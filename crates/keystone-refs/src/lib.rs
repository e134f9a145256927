//! Branch management for Keystone.
//!
//! Branches are named, mutable pointers to the latest commit of a history
//! line. Each repository has exactly one default branch and one checked-out
//! branch. HEAD only moves through
//! [`BranchRepository::compare_and_set_head`], which the commit graph calls
//! while holding its own write lock.
//!
//! # Merging
//!
//! Branches are merged only through reviewed proposals.
//! [`BranchManager::authorize_merge`] checks the review approval and the
//! [`PermissionChecker`], and returns an [`AuthorizedMerge`] token that the
//! commit graph requires before it will record a merge commit.
//!
//! # Branch Names
//!
//! Names follow git-style rules; see [`names::validate_branch_name`].

pub mod error;
pub mod manager;
pub mod memory;
pub mod names;
pub mod traits;
pub mod types;

pub use error::{RefError, RefResult};
pub use manager::BranchManager;
pub use memory::InMemoryBranchStore;
pub use traits::{AllowAll, BranchRepository, DenyAll, PermissionChecker};
pub use types::{AuthorizedMerge, Branch, BranchStatus, ReviewApproval};
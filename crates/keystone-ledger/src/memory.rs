use std::collections::HashMap;
use std::sync::{Arc, RwLock};

use keystone_refs::{BranchRepository, RefError};
use keystone_types::{ObjectHash, RepositoryId, VersionId};
use tracing::debug;

use crate::error::{LedgerError, LedgerResult};
use crate::records::{Commit, Version};
use crate::traits::{LedgerReader, LedgerWriter};

/// In-memory commit graph for tests, local demos, and embedding.
///
/// Commits form an arena keyed by hash; parents are hash values. The branch
/// repository is shared with the branch manager so that HEAD advances
/// happen under this ledger's write lock.
pub struct InMemoryLedger {
    branches: Arc<dyn BranchRepository>,
    inner: RwLock<LedgerState>,
}

#[derive(Default)]
struct LedgerState {
    commits: HashMap<ObjectHash, Commit>,
    commit_order: HashMap<RepositoryId, Vec<ObjectHash>>,
    versions: HashMap<VersionId, Version>,
    version_order: HashMap<RepositoryId, Vec<VersionId>>,
    tag_index: HashMap<(RepositoryId, String), VersionId>,
    commit_versions: HashMap<ObjectHash, VersionId>,
}

impl LedgerState {
    /// Every check `append_commit` performs before mutating anything.
    fn check_append(&self, commit: &Commit, version: &Version) -> LedgerResult<()> {
        if self.commits.contains_key(&commit.commit_hash) {
            return Err(LedgerError::DuplicateCommit(commit.commit_hash));
        }
        if let Some(parent) = commit
            .parent_commits
            .iter()
            .find(|p| !self.commits.contains_key(p))
        {
            return Err(LedgerError::DanglingParent {
                commit: commit.commit_hash,
                parent: *parent,
            });
        }
        if version.hash != commit.commit_hash || version.id != commit.version_id {
            return Err(LedgerError::Integrity(format!(
                "version {} does not belong to commit {}",
                version.id, commit.commit_hash
            )));
        }
        if version.repository_id != commit.repository_id {
            return Err(LedgerError::Integrity(
                "commit and version belong to different repositories".into(),
            ));
        }
        if self
            .tag_index
            .contains_key(&(version.repository_id, version.tag.clone()))
        {
            return Err(LedgerError::DuplicateTag {
                tag: version.tag.clone(),
            });
        }
        Ok(())
    }
}

impl InMemoryLedger {
    pub fn new(branches: Arc<dyn BranchRepository>) -> Self {
        Self {
            branches,
            inner: RwLock::new(LedgerState::default()),
        }
    }

    fn read_state(&self) -> LedgerResult<std::sync::RwLockReadGuard<'_, LedgerState>> {
        self.inner.read().map_err(LedgerError::poisoned)
    }
}

impl LedgerWriter for InMemoryLedger {
    fn append_commit(
        &self,
        commit: &Commit,
        version: &Version,
        expected_head: Option<&ObjectHash>,
    ) -> LedgerResult<()> {
        let mut state = self.inner.write().map_err(LedgerError::poisoned)?;

        // Report a moved HEAD before anything else so that concurrent
        // writers always see the same failure.
        let branch = self
            .branches
            .get(&commit.branch_id)?
            .ok_or_else(|| RefError::NotFound(commit.branch_id.to_string()))?;
        if branch.head_commit.as_ref() != expected_head {
            return Err(RefError::StaleHead {
                branch: branch.name,
                expected: expected_head.copied(),
                actual: branch.head_commit,
            }
            .into());
        }
        state.check_append(commit, version)?;

        self.branches.compare_and_set_head(
            &commit.branch_id,
            expected_head,
            commit.commit_hash,
            commit.committed_at,
        )?;

        let hash = commit.commit_hash;
        let repo = commit.repository_id;
        state.commits.insert(hash, commit.clone());
        state.commit_order.entry(repo).or_default().push(hash);
        state.versions.insert(version.id, version.clone());
        state.version_order.entry(repo).or_default().push(version.id);
        state
            .tag_index
            .insert((repo, version.tag.clone()), version.id);
        state.commit_versions.insert(hash, version.id);

        debug!(
            commit = %commit.short_hash,
            parents = commit.parent_commits.len(),
            tag = %version.tag,
            "appended commit"
        );
        Ok(())
    }
}

impl LedgerReader for InMemoryLedger {
    fn get_commit(&self, hash: &ObjectHash) -> LedgerResult<Option<Commit>> {
        Ok(self.read_state()?.commits.get(hash).cloned())
    }

    fn find_by_prefix(&self, repository: &RepositoryId, prefix: &str) -> LedgerResult<Vec<Commit>> {
        let state = self.read_state()?;
        Ok(state
            .commit_order
            .get(repository)
            .into_iter()
            .flatten()
            .filter(|h| h.matches_prefix(prefix))
            .filter_map(|h| state.commits.get(h).cloned())
            .collect())
    }

    fn list_commits(&self, repository: &RepositoryId) -> LedgerResult<Vec<Commit>> {
        let state = self.read_state()?;
        Ok(state
            .commit_order
            .get(repository)
            .into_iter()
            .flatten()
            .filter_map(|h| state.commits.get(h).cloned())
            .collect())
    }

    fn get_version(&self, id: &VersionId) -> LedgerResult<Option<Version>> {
        Ok(self.read_state()?.versions.get(id).cloned())
    }

    fn get_version_by_tag(&self, repository: &RepositoryId, tag: &str) -> LedgerResult<Option<Version>> {
        let state = self.read_state()?;
        Ok(state
            .tag_index
            .get(&(*repository, tag.to_string()))
            .and_then(|id| state.versions.get(id))
            .cloned())
    }

    fn get_version_by_commit(&self, hash: &ObjectHash) -> LedgerResult<Option<Version>> {
        let state = self.read_state()?;
        Ok(state
            .commit_versions
            .get(hash)
            .and_then(|id| state.versions.get(id))
            .cloned())
    }

    fn list_versions(&self, repository: &RepositoryId) -> LedgerResult<Vec<Version>> {
        let state = self.read_state()?;
        Ok(state
            .version_order
            .get(repository)
            .into_iter()
            .flatten()
            .filter_map(|id| state.versions.get(id).cloned())
            .collect())
    }
}

impl std::fmt::Debug for InMemoryLedger {
    fn fmt(&self, f: &mut std::fmt::Formatter<'_>) -> std::fmt::Result {
        let count = self.inner.read().map(|s| s.commits.len()).unwrap_or_default();
        f.debug_struct("InMemoryLedger")
            .field("commit_count", &count)
            .finish()
    }
}

#[cfg(test)]
mod tests {
    use super::*;
    use crate::records::*;
    use chrono::{DateTime, TimeZone, Utc};
    use keystone_refs::{Branch, BranchStatus, InMemoryBranchStore};
    use keystone_types::{BranchId, CommitId, ErrorKind};

    struct Fixture {
        ledger: InMemoryLedger,
        branches: Arc<InMemoryBranchStore>,
        repo: RepositoryId,
        main: BranchId,
    }

    fn fixture() -> Fixture {
        let branches = Arc::new(InMemoryBranchStore::new());
        let repo = RepositoryId::new();
        let now = Utc::now();
        let main = Branch {
            id: BranchId::new(),
            repository_id: repo,
            name: "main".into(),
            head_commit: None,
            status: BranchStatus::Active,
            is_default: true,
            created_from: None,
            created_at: now,
            updated_at: now,
        };
        branches.create(&main).unwrap();
        Fixture {
            ledger: InMemoryLedger::new(branches.clone()),
            branches,
            repo,
            main: main.id,
        }
    }

    fn at(second: u32) -> DateTime<Utc> {
        Utc.with_ymd_and_hms(2024, 1, 1, 0, 0, second).unwrap()
    }

    fn records(
        f: &Fixture,
        parents: Vec<ObjectHash>,
        tag: &str,
        second: u32,
    ) -> (Commit, Version) {
        let author = Author::new("Ops", "ops@example.com", "u-1");
        let snapshot = ObjectHash::from_digest([second as u8; 32]);
        let hash = commit_hash(&snapshot.to_hex(), &parents, &author, &at(second), tag);
        let version_id = VersionId::new();
        let commit = Commit {
            id: CommitId::new(),
            repository_id: f.repo,
            branch_id: f.main,
            version_id,
            commit_hash: hash,
            short_hash: hash.short_hex(),
            message: tag.into(),
            description: None,
            author: author.clone(),
            parent_commits: parents.clone(),
            is_merge: parents.len() > 1,
            changes_summary: ChangesSummary::default(),
            tags: vec![],
            committed_at: at(second),
            snapshot_hash: snapshot,
        };
        let version = Version {
            id: version_id,
            repository_id: f.repo,
            tag: tag.into(),
            hash,
            snapshot_ref: snapshot,
            parent_hash: parents.first().copied(),
            author,
            timestamp: at(second),
            message: tag.into(),
            metadata: VersionMetadata {
                source: VersionSource::Commit,
                change_count: 0,
            },
        };
        (commit, version)
    }

    fn head(f: &Fixture) -> Option<ObjectHash> {
        f.branches.get(&f.main).unwrap().unwrap().head_commit
    }

    #[test]
    fn append_stores_and_advances_head() {
        let f = fixture();
        let (c1, v1) = records(&f, vec![], "v1", 1);
        f.ledger.append_commit(&c1, &v1, None).unwrap();

        assert_eq!(head(&f), Some(c1.commit_hash));
        assert_eq!(f.ledger.get_commit(&c1.commit_hash).unwrap(), Some(c1.clone()));
        assert_eq!(f.ledger.get_version_by_tag(&f.repo, "v1").unwrap(), Some(v1.clone()));
        assert_eq!(f.ledger.get_version_by_commit(&c1.commit_hash).unwrap(), Some(v1));

        let (c2, v2) = records(&f, vec![c1.commit_hash], "v2", 2);
        f.ledger.append_commit(&c2, &v2, Some(&c1.commit_hash)).unwrap();
        assert_eq!(head(&f), Some(c2.commit_hash));
        assert_eq!(f.ledger.list_commits(&f.repo).unwrap().len(), 2);
        assert_eq!(f.ledger.version_count(&f.repo).unwrap(), 2);
    }

    #[test]
    fn stale_head_writes_nothing() {
        let f = fixture();
        let (c1, v1) = records(&f, vec![], "v1", 1);
        f.ledger.append_commit(&c1, &v1, None).unwrap();

        let (c2, v2) = records(&f, vec![], "v2", 2);
        let err = f.ledger.append_commit(&c2, &v2, None).unwrap_err();
        assert!(matches!(err, LedgerError::Ref(RefError::StaleHead { .. })));
        assert_eq!(err.kind(), ErrorKind::InvalidState);
        assert!(f.ledger.get_commit(&c2.commit_hash).unwrap().is_none());
        assert!(f.ledger.get_version_by_tag(&f.repo, "v2").unwrap().is_none());
        assert_eq!(head(&f), Some(c1.commit_hash));
    }

    #[test]
    fn dangling_parent_leaves_head_alone() {
        let f = fixture();
        let ghost = ObjectHash::from_digest([0xee; 32]);
        let (c, v) = records(&f, vec![ghost], "v1", 1);
        let err = f.ledger.append_commit(&c, &v, None).unwrap_err();
        assert!(matches!(err, LedgerError::DanglingParent { parent, .. } if parent == ghost));
        assert!(head(&f).is_none());
    }

    #[test]
    fn duplicate_tag_is_rejected() {
        let f = fixture();
        let (c1, v1) = records(&f, vec![], "v1", 1);
        f.ledger.append_commit(&c1, &v1, None).unwrap();
        let (c2, mut v2) = records(&f, vec![c1.commit_hash], "v2", 2);
        v2.tag = "v1".into();
        let err = f
            .ledger
            .append_commit(&c2, &v2, Some(&c1.commit_hash))
            .unwrap_err();
        assert!(matches!(err, LedgerError::DuplicateTag { .. }));
        assert_eq!(head(&f), Some(c1.commit_hash));
    }

    #[test]
    fn find_by_prefix_scopes_to_repository() {
        let f = fixture();
        let (c1, v1) = records(&f, vec![], "v1", 1);
        f.ledger.append_commit(&c1, &v1, None).unwrap();
        let found = f.ledger.find_by_prefix(&f.repo, &c1.short_hash).unwrap();
        assert_eq!(found.len(), 1);
        assert!(f
            .ledger
            .find_by_prefix(&RepositoryId::new(), &c1.short_hash)
            .unwrap()
            .is_empty());
    }

    #[test]
    fn concurrent_appends_on_one_head_have_one_winner() {
        use std::thread;

        let f = Arc::new(fixture());
        let handles: Vec<_> = (1..=6u32)
            .map(|i| {
                let f = Arc::clone(&f);
                thread::spawn(move || {
                    let (c, v) = records(&f, vec![], &format!("t{i}"), i);
                    f.ledger.append_commit(&c, &v, None).map(|_| c.commit_hash)
                })
            })
            .collect();
        let results: Vec<_> = handles.into_iter().map(|h| h.join().unwrap()).collect();

        let winners: Vec<_> = results.iter().filter_map(|r| r.as_ref().ok()).collect();
        assert_eq!(winners.len(), 1);
        assert_eq!(head(&f), Some(*winners[0]));
        assert_eq!(f.ledger.list_commits(&f.repo).unwrap().len(), 1);
    }
}
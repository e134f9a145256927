//! Diff engine for Keystone.
//!
//! Compares two versions of a building entity by entity. Entities are
//! matched by their stable id within each category (buildings, floors,
//! rooms, equipment, automation points) and reported as added, removed, or
//! modified. Modified entries list the top-level fields that changed.
//!
//! Diffing B against A yields the [`DiffResult::inverse`] of diffing A
//! against B.
//!
//! # Key Types
//!
//! - [`DiffEngine`] -- resolves versions to snapshots and diffs them
//! - [`DiffResult`] / [`CategoryChanges`] / [`ModifiedEntity`] -- the change set
//! - [`diff_states`] -- diff two in-memory [`BuildingState`](keystone_facility::BuildingState)s

pub mod changes;
pub mod engine;
pub mod error;
pub mod state_diff;

pub use changes::{CategoryChanges, DiffResult, ModifiedEntity};
pub use engine::DiffEngine;
pub use error::DiffError;
pub use state_diff::{changed_fields, diff_records, diff_states};
use keystone_ledger::LedgerError;
use keystone_snapshot::SnapshotError;
use keystone_types::{ErrorKind, ObjectHash};

/// Errors that can occur while computing a diff.
#[derive(Debug, thiserror::Error)]
pub enum DiffError {
    #[error(transparent)]
    Ledger(#[from] LedgerError),

    #[error(transparent)]
    Snapshot(#[from] SnapshotError),

    /// A version points at a snapshot that was never recorded.
    #[error("version {version} references missing snapshot {snapshot}")]
    SnapshotMissing { version: String, snapshot: ObjectHash },

    /// An entity could not be encoded for field comparison.
    #[error("serialization error: {0}")]
    Serialization(#[from] serde_json::Error),
}

impl DiffError {
    pub fn kind(&self) -> ErrorKind {
        match self {
            Self::Ledger(e) => e.kind(),
            Self::Snapshot(e) => e.kind(),
            Self::SnapshotMissing { .. } => ErrorKind::NotFound,
            Self::Serialization(_) => ErrorKind::Io,
        }
    }
}
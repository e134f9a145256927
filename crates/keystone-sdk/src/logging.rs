use tracing::Level;

use crate::error::{SdkError, SdkResult};

/// Install a global `fmt` subscriber at `level`.
///
/// Returns `false` if a global subscriber was already installed, in which
/// case the existing one is left in place.
pub fn init_tracing(level: &str) -> SdkResult<bool> {
    let level: Level = level
        .parse()
        .map_err(|_| SdkError::Config(format!("unknown log level {level:?}")))?;
    Ok(tracing_subscriber::fmt()
        .with_max_level(level)
        .with_target(false)
        .try_init()
        .is_ok())
}

#[cfg(test)]
mod tests {
    use super::*;
    use keystone_types::ErrorKind;

    #[test]
    fn second_install_is_a_no_op() {
        init_tracing("debug").unwrap();
        assert!(!init_tracing("warn").unwrap());
    }

    #[test]
    fn unknown_level_is_config_error() {
        assert_eq!(init_tracing("chatty").unwrap_err().kind(), ErrorKind::Config);
    }
}
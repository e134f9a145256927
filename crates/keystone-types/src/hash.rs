use std::fmt;
use std::str::FromStr;

use serde::{Deserialize, Deserializer, Serialize, Serializer};

use crate::error::TypeError;

/// Number of hex characters in a display-only short hash.
pub const SHORT_HASH_LEN: usize = 7;

/// A SHA-256 content hash.
///
/// `ObjectHash` identifies every content-addressed value in Keystone: blobs,
/// trees, snapshots, and commits. Identical content always produces the same
/// hash. The full hash is authoritative; [`short_hex`](Self::short_hex) is
/// for display only.
///
/// Serializes as a lowercase hex string.
#[derive(Clone, Copy, PartialEq, Eq, Hash, PartialOrd, Ord)]
pub struct ObjectHash([u8; 32]);

impl ObjectHash {
    /// Wrap a pre-computed digest.
    pub const fn from_digest(digest: [u8; 32]) -> Self {
        Self(digest)
    }

    /// The null hash (all zeros). Represents "no object".
    pub const fn null() -> Self {
        Self([0u8; 32])
    }

    /// Returns `true` if this is the null hash.
    pub fn is_null(&self) -> bool {
        self.0 == [0u8; 32]
    }

    /// The raw 32-byte digest.
    pub fn as_bytes(&self) -> &[u8; 32] {
        &self.0
    }

    /// Hex-encoded string representation.
    pub fn to_hex(&self) -> String {
        hex::encode(self.0)
    }

    /// First seven hex characters.
    pub fn short_hex(&self) -> String {
        let mut hex = self.to_hex();
        hex.truncate(SHORT_HASH_LEN);
        hex
    }

    /// Returns `true` if the hex form of this hash starts with `prefix`.
    pub fn matches_prefix(&self, prefix: &str) -> bool {
        self.to_hex().starts_with(&prefix.to_ascii_lowercase())
    }

    /// Parse from a 64-character hex string.
    pub fn from_hex(s: &str) -> Result<Self, TypeError> {
        let bytes = hex::decode(s).map_err(|e| TypeError::InvalidHex(e.to_string()))?;
        if bytes.len() != 32 {
            return Err(TypeError::InvalidLength {
                expected: 32,
                actual: bytes.len(),
            });
        }
        let mut arr = [0u8; 32];
        arr.copy_from_slice(&bytes);
        Ok(Self(arr))
    }
}

impl fmt::Debug for ObjectHash {
    fn fmt(&self, f: &mut fmt::Formatter<'_>) -> fmt::Result {
        write!(f, "ObjectHash({})", self.short_hex())
    }
}

impl fmt::Display for ObjectHash {
    fn fmt(&self, f: &mut fmt::Formatter<'_>) -> fmt::Result {
        write!(f, "{}", self.to_hex())
    }
}

impl FromStr for ObjectHash {
    type Err = TypeError;

    fn from_str(s: &str) -> Result<Self, Self::Err> {
        Self::from_hex(s)
    }
}

impl From<[u8; 32]> for ObjectHash {
    fn from(bytes: [u8; 32]) -> Self {
        Self(bytes)
    }
}

impl Serialize for ObjectHash {
    fn serialize<S: Serializer>(&self, serializer: S) -> Result<S::Ok, S::Error> {
        serializer.serialize_str(&self.to_hex())
    }
}

impl<'de> Deserialize<'de> for ObjectHash {
    fn deserialize<D: Deserializer<'de>>(deserializer: D) -> Result<Self, D::Error> {
        let s = String::deserialize(deserializer)?;
        Self::from_hex(&s).map_err(serde::de::Error::custom)
    }
}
____________
## [What needs to be done]
Print, unaltered, every line from the beginning of the material down to the line with "through reviewed proposals.".

## [Answer below]
filename crates/keystone-refs/src/lib.rs
repository e134f9a145256927
//! Branch management for Keystone.
//!
//! Branches are named, mutable pointers to the latest commit of a history
//! line. Each repository has exactly one default branch and one checked-out
//! branch. HEAD only moves through
//! [`BranchRepository::compare_and_set_head`], which the commit graph calls
//! while holding its own write lock.
//!
//! # Merging
//!
//! Branches are merged only through reviewed proposals.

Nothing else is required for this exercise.